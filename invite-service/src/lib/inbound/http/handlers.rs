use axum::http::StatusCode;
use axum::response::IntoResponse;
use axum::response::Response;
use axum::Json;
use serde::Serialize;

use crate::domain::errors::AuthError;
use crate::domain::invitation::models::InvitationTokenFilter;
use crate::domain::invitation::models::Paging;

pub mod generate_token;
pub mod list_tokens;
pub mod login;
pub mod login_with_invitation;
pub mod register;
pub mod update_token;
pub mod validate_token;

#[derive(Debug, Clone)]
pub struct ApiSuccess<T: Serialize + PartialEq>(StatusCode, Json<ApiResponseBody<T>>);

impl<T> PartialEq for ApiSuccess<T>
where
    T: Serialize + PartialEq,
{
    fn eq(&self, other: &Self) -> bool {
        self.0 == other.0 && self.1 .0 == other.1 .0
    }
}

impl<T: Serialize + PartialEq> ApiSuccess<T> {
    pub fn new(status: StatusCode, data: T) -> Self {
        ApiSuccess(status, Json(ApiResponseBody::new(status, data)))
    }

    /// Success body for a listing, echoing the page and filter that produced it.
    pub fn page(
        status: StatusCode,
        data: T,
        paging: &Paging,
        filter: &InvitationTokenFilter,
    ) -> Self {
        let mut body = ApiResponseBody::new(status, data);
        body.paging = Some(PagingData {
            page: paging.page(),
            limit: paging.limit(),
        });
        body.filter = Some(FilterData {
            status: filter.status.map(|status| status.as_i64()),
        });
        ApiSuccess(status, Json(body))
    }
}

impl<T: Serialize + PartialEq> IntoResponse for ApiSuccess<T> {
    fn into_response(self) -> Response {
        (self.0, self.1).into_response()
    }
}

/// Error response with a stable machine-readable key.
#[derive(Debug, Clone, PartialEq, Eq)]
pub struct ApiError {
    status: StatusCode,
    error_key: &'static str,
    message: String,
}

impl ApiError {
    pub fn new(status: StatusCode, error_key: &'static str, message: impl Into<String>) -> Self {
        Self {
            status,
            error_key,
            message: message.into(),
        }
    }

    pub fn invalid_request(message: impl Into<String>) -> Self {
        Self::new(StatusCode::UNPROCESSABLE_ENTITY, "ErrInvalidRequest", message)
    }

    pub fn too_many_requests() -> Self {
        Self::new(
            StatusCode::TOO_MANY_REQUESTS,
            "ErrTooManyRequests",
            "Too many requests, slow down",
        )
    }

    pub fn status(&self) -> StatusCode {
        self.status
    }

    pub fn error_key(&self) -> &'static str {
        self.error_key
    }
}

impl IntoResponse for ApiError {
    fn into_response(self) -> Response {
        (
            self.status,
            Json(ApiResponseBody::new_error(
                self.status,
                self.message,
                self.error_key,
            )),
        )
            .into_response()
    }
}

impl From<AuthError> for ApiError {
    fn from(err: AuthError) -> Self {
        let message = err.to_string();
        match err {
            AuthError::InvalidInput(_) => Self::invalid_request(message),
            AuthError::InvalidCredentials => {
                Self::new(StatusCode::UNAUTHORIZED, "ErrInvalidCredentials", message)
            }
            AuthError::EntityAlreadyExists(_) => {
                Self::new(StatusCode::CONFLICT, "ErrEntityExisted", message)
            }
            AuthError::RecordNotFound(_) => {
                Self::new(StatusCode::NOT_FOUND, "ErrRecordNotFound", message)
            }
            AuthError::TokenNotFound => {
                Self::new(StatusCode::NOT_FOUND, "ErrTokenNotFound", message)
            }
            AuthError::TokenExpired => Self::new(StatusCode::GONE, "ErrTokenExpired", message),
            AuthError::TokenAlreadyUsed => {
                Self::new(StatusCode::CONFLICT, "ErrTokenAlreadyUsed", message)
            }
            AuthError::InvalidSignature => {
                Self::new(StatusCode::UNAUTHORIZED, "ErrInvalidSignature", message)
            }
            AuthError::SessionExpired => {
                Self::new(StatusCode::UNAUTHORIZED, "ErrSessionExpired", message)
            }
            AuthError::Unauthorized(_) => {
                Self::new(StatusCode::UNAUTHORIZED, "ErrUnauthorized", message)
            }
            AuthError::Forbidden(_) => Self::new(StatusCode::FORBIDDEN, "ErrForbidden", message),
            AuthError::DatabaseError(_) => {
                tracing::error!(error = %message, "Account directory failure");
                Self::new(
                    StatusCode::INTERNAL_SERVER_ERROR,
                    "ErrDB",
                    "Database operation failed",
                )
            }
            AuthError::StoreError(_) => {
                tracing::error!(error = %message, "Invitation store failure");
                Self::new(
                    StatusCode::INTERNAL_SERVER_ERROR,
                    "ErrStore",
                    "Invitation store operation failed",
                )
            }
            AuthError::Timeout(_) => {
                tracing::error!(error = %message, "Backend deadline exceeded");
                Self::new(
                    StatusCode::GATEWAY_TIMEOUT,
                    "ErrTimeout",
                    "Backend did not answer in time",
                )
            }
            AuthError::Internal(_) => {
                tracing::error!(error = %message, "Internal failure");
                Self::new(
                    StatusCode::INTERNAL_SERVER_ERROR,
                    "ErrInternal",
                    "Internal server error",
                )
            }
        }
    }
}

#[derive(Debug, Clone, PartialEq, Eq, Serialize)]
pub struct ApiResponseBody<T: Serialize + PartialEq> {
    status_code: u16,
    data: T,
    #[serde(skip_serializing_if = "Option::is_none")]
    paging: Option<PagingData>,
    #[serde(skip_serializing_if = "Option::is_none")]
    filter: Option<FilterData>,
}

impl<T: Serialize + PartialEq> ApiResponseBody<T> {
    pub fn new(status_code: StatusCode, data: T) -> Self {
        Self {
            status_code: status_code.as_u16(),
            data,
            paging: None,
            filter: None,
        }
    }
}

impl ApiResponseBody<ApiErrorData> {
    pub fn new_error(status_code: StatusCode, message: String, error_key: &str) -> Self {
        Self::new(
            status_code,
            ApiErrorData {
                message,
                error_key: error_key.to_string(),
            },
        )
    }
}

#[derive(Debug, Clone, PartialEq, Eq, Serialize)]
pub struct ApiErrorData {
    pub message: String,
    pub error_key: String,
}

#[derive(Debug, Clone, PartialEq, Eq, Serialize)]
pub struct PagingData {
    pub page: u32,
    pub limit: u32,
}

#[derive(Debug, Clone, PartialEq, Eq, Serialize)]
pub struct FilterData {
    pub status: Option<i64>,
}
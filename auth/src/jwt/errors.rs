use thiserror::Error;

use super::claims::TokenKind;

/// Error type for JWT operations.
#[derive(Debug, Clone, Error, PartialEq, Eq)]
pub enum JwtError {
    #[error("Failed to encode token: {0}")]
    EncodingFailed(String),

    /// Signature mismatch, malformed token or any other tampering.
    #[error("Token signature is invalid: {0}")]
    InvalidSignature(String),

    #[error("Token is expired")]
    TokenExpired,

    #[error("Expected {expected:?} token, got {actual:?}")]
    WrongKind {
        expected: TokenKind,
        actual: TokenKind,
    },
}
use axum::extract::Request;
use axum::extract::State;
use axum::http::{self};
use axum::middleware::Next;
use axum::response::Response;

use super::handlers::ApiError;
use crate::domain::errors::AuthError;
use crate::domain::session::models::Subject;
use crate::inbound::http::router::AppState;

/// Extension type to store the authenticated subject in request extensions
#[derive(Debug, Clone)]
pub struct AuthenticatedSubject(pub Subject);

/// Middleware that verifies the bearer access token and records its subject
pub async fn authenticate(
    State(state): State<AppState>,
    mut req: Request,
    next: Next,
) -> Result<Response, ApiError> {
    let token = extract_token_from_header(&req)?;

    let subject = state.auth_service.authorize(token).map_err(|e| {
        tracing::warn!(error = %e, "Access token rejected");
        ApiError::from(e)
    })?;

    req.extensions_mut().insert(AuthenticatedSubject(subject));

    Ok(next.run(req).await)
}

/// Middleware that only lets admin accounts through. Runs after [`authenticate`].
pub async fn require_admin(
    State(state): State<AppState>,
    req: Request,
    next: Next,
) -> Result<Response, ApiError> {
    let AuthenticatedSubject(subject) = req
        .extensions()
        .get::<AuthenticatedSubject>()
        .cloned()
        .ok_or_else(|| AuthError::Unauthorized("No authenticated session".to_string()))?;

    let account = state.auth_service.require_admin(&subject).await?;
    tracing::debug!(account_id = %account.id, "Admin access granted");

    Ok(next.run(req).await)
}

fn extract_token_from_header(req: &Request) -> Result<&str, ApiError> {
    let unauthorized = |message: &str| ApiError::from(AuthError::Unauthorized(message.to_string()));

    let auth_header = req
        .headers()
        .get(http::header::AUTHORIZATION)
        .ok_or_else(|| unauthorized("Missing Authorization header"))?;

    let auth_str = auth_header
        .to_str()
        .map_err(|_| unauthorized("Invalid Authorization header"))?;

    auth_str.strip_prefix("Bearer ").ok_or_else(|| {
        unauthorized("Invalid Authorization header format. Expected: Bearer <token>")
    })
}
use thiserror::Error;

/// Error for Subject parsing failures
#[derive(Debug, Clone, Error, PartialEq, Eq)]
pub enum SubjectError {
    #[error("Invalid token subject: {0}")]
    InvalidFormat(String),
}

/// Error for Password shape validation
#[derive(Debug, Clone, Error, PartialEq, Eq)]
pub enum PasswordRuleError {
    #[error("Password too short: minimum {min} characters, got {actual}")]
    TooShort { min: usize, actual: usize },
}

══════════

**WHAT TO PRODUCE:** Please reproduce, word for word, every line from the line with "let AuthenticatedSubject(subject) = req" to the final line above, including both ends.

**EXPECTED OUTPUT:**
    let AuthenticatedSubject(subject) = req
        .extensions()
        .get::<AuthenticatedSubject>()
        .cloned()
        .ok_or_else(|| AuthError::Unauthorized("No authenticated session".to_string()))?;

    let account = state.auth_service.require_admin(&subject).await?;
    tracing::debug!(account_id = %account.id, "Admin access granted");

    Ok(next.run(req).await)
}

fn extract_token_from_header(req: &Request) -> Result<&str, ApiError> {
    let unauthorized = |message: &str| ApiError::from(AuthError::Unauthorized(message.to_string()));

    let auth_header = req
        .headers()
        .get(http::header::AUTHORIZATION)
        .ok_or_else(|| unauthorized("Missing Authorization header"))?;

    let auth_str = auth_header
        .to_str()
        .map_err(|_| unauthorized("Invalid Authorization header"))?;

    auth_str.strip_prefix("Bearer ").ok_or_else(|| {
        unauthorized("Invalid Authorization header format. Expected: Bearer <token>")
    })
}
use thiserror::Error;

/// Error for Subject parsing failures
#[derive(Debug, Clone, Error, PartialEq, Eq)]
pub enum SubjectError {
    #[error("Invalid token subject: {0}")]
    InvalidFormat(String),
}

/// Error for Password shape validation
#[derive(Debug, Clone, Error, PartialEq, Eq)]
pub enum PasswordRuleError {
    #[error("Password too short: minimum {min} characters, got {actual}")]
    TooShort { min: usize, actual: usize },
}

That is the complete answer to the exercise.